For environmental reasons and because of the health implications, I’d be in favor of phasing out straws — with a caveat. They should still be available to people with disabilities who really need them.

In my work with patients with neuromuscular conditions and other difficulties, I’ve seen how drinking straws can allow for greater independence when drinking beverages. Paper straws aren’t firm enough for some of these individuals, so plastic straw bans could make their lives more difficult.

Offering plastic straws by request, as is done in some places, would permit only those who really need them to have access. For people who want to continue using straws, there are plenty of more eco-friendly options available. I’ve seen materials as diverse as bamboo, silicone, glass, stainless steel and even long tubes of pasta! Make sure your reusable straw hasn’t been chemically treated and is easily cleaned. Also keep in mind that more-rigid straws increase the risk of injury to the mouth and shouldn’t be used by children.

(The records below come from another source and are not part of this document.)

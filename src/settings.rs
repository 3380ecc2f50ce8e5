//! Host preferences
//!
//! Persisted separately from the leaderboard in LocalStorage. Nothing here
//! reaches the simulation, so changing a setting never alters a run.

use serde::{Deserialize, Serialize};

/// Host settings/preferences
#[derive(Debug, Clone, PartialEq, Serialize, Deserialize)]
#[serde(default)]
pub struct Settings {
    // === HUD ===
    /// Show FPS counter
    pub show_fps: bool,
    /// Show the leaderboard on the game over screen
    pub show_leaderboard: bool,

    // === Audio ===
    /// Master volume (0.0 - 1.0)
    pub master_volume: f32,
    /// Sound effects volume (0.0 - 1.0)
    pub sfx_volume: f32,
    /// Mute when window loses focus
    pub mute_on_blur: bool,

    // === Behaviour ===
    /// Pause the run when the tab is hidden or the window loses focus
    pub auto_pause: bool,
    /// Start in demo mode with the autopilot playing
    pub demo_mode: bool,
}

impl Default for Settings {
    fn default() -> Self {
        Self {
            show_fps: false,
            show_leaderboard: true,

            master_volume: 0.8,
            sfx_volume: 1.0,
            mute_on_blur: true,

            auto_pause: true,
            demo_mode: false,
        }
    }
}

impl Settings {
    /// LocalStorage key
    #[allow(dead_code)]
    const STORAGE_KEY: &'static str = "sky_climb_settings";

    /// Effective volume for sound effects
    pub fn effective_sfx_volume(&self) -> f32 {
        (self.master_volume * self.sfx_volume).clamp(0.0, 1.0)
    }

    /// Clamp volumes into range
    pub fn sanitized(mut self) -> Self {
        let clamp = |v: f32| if v.is_finite() { v.clamp(0.0, 1.0) } else { 1.0 };
        self.master_volume = clamp(self.master_volume);
        self.sfx_volume = clamp(self.sfx_volume);
        self
    }

    /// Load settings from LocalStorage (WASM only)
    #[cfg(target_arch = "wasm32")]
    pub fn load() -> Self {
        let storage = web_sys::window()
            .and_then(|w| w.local_storage().ok())
            .flatten();

        if let Some(storage) = storage {
            if let Ok(Some(json)) = storage.get_item(Self::STORAGE_KEY) {
                if let Ok(settings) = serde_json::from_str::<Settings>(&json) {
                    log::info!("Loaded settings from LocalStorage");
                    return settings.sanitized();
                }
            }
        }

        log::info!("Using default settings");
        Self::default()
    }

    /// Save settings to LocalStorage (WASM only)
    #[cfg(target_arch = "wasm32")]
    pub fn save(&self) {
        let storage = web_sys::window()
            .and_then(|w| w.local_storage().ok())
            .flatten();

        if let Some(storage) = storage {
            if let Ok(json) = serde_json::to_string(self) {
                let _ = storage.set_item(Self::STORAGE_KEY, &json);
                log::info!("Settings saved");
            }
        }
    }

    #[cfg(not(target_arch = "wasm32"))]
    pub fn load() -> Self {
        Self::default()
    }

    #[cfg(not(target_arch = "wasm32"))]
    pub fn save(&self) {}
}
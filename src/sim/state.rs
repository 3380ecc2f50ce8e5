//! Run state and core simulation types
//!
//! Everything a run needs to be reproduced lives here.

use glam::Vec2;
use serde::{Deserialize, Serialize};

use super::camera::Camera;
use crate::consts::*;
use crate::tuning::Tuning;

/// Lifecycle phase of a session
#[derive(Debug, Clone, Copy, PartialEq, Eq, Default, Serialize, Deserialize)]
pub enum GamePhase {
    /// Waiting for a start command, no physics runs
    #[default]
    Ready,
    /// Active gameplay
    Running,
    /// Run ended, score frozen until restart
    Over,
}

/// The player's body
#[derive(Debug, Clone, Copy, PartialEq, Serialize, Deserialize)]
pub struct PlayerBody {
    /// Top-left corner in world units (y grows downward)
    pub pos: Vec2,
    pub vel: Vec2,
    pub grounded: bool,
}

impl PlayerBody {
    /// Fixed half-extents of the body
    pub const HALF_EXTENTS: Vec2 = Vec2::splat(PLAYER_HALF_EXTENT);

    /// Body at rest at the spawn point for the given canvas
    pub fn spawn(tuning: &Tuning) -> Self {
        Self {
            pos: Vec2::new(
                tuning.canvas_width / 2.0 - PLAYER_HALF_EXTENT,
                tuning.canvas_height - SPAWN_RISE,
            ),
            vel: Vec2::ZERO,
            grounded: false,
        }
    }

    /// Y of the body's bottom edge
    #[inline]
    pub fn bottom(&self) -> f32 {
        self.pos.y + PLAYER_SIZE
    }

    pub fn center(&self) -> Vec2 {
        self.pos + Self::HALF_EXTENTS
    }
}

/// A climbable platform. Immutable once generated.
#[derive(Debug, Clone, Copy, PartialEq, Serialize, Deserialize)]
pub struct Platform {
    pub x: f32,
    pub y: f32,
    pub width: f32,
}

impl Platform {
    pub const HEIGHT: f32 = PLATFORM_HEIGHT;

    pub fn new(x: f32, y: f32, width: f32) -> Self {
        Self { x, y, width }
    }

    #[inline]
    pub fn right(&self) -> f32 {
        self.x + self.width
    }

    /// Whether a body spanning `[left, left + PLAYER_SIZE)` overlaps this platform horizontally
    #[inline]
    pub fn overlaps_x(&self, left: f32) -> bool {
        left + PLAYER_SIZE > self.x && left < self.right()
    }
}

/// Score and combo for a run. Both only ever grow while running.
#[derive(Debug, Clone, Copy, Default, PartialEq, Eq, Serialize, Deserialize)]
pub struct Scoreboard {
    /// Highest platform reached, in meters
    pub score: u32,
    /// Number of times a new highest platform was reached
    pub combo: u32,
}

impl Scoreboard {
    /// Register a landing at `height` meters. Returns true on a new best.
    pub fn register_height(&mut self, height: u32) -> bool {
        if height > self.score {
            self.score = height;
            self.combo += 1;
            true
        } else {
            false
        }
    }

    /// Reward for this score and combo
    pub fn reward(&self, combo_bonus: f64) -> u64 {
        crate::reward_for(self.score, self.combo, combo_bonus)
    }
}

/// Something noteworthy that happened during a tick (for audio/HUD)
#[derive(Debug, Clone, Copy, PartialEq, Serialize, Deserialize)]
pub enum GameEvent {
    /// Player left the ground
    Jumped,
    /// Player landed on the platform at this index
    Landed { platform_index: usize },
    /// A new highest platform was reached
    NewHeight { score: u32, combo: u32 },
    /// Run ended
    GameOver { score: u32, reward: u64 },
}

/// Snapshot reported to the host after every tick
#[derive(Debug, Clone, Copy, PartialEq, Eq, Serialize, Deserialize)]
pub struct TickResult {
    pub phase: GamePhase,
    pub score: u32,
    pub combo: u32,
    /// Current height of the player's feet above the canvas bottom
    pub height_meters: u32,
}

impl TickResult {
    /// Result reported before any run has started
    pub fn ready() -> Self {
        Self {
            phase: GamePhase::Ready,
            score: 0,
            combo: 0,
            height_meters: 0,
        }
    }
}

/// Frozen outcome of a finished run
#[derive(Debug, Clone, Copy, PartialEq, Eq, Serialize, Deserialize)]
pub struct GameOverSummary {
    pub score: u32,
    pub combo: u32,
    pub reward: u64,
    /// Ticks simulated before the run ended
    pub ticks: u64,
}

/// All mutable state of one run (deterministic, serializable)
#[derive(Debug, Clone, Serialize, Deserialize)]
pub struct RunState {
    /// Seed the platforms were generated from
    pub seed: u64,
    pub tuning: Tuning,
    pub player: PlayerBody,
    /// Ordered platforms, ground first
    pub platforms: Vec<Platform>,
    pub camera: Camera,
    pub scoreboard: Scoreboard,
    /// Simulation tick counter
    pub time_ticks: u64,
    /// Jump action state sampled last tick (for edge detection)
    pub jump_was_held: bool,
}

impl RunState {
    /// Fresh run over an already generated level
    pub fn new(seed: u64, tuning: Tuning, platforms: Vec<Platform>) -> Self {
        Self {
            seed,
            player: PlayerBody::spawn(&tuning),
            tuning,
            platforms,
            camera: Camera::default(),
            scoreboard: Scoreboard::default(),
            time_ticks: 0,
            jump_was_held: false,
        }
    }

    /// Current height of the player in meters
    pub fn height_meters(&self) -> u32 {
        crate::height_meters(self.tuning.canvas_height, self.player.bottom())
    }

    pub fn result(&self, phase: GamePhase) -> TickResult {
        TickResult {
            phase,
            score: self.scoreboard.score,
            combo: self.scoreboard.combo,
            height_meters: self.height_meters(),
        }
    }
}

While the anti-straw movement is an impressive step toward reducing waste in our oceans, there is much more work to be done. Whether we like it or not, plastic is a part of us now. Chemicals from plastic manufacturing show up in our urine, blood and cells. So let’s take the conversation beyond straws and move to reduce the use of all single-use plastics in our daily lives to protect our oceans, and ourselves.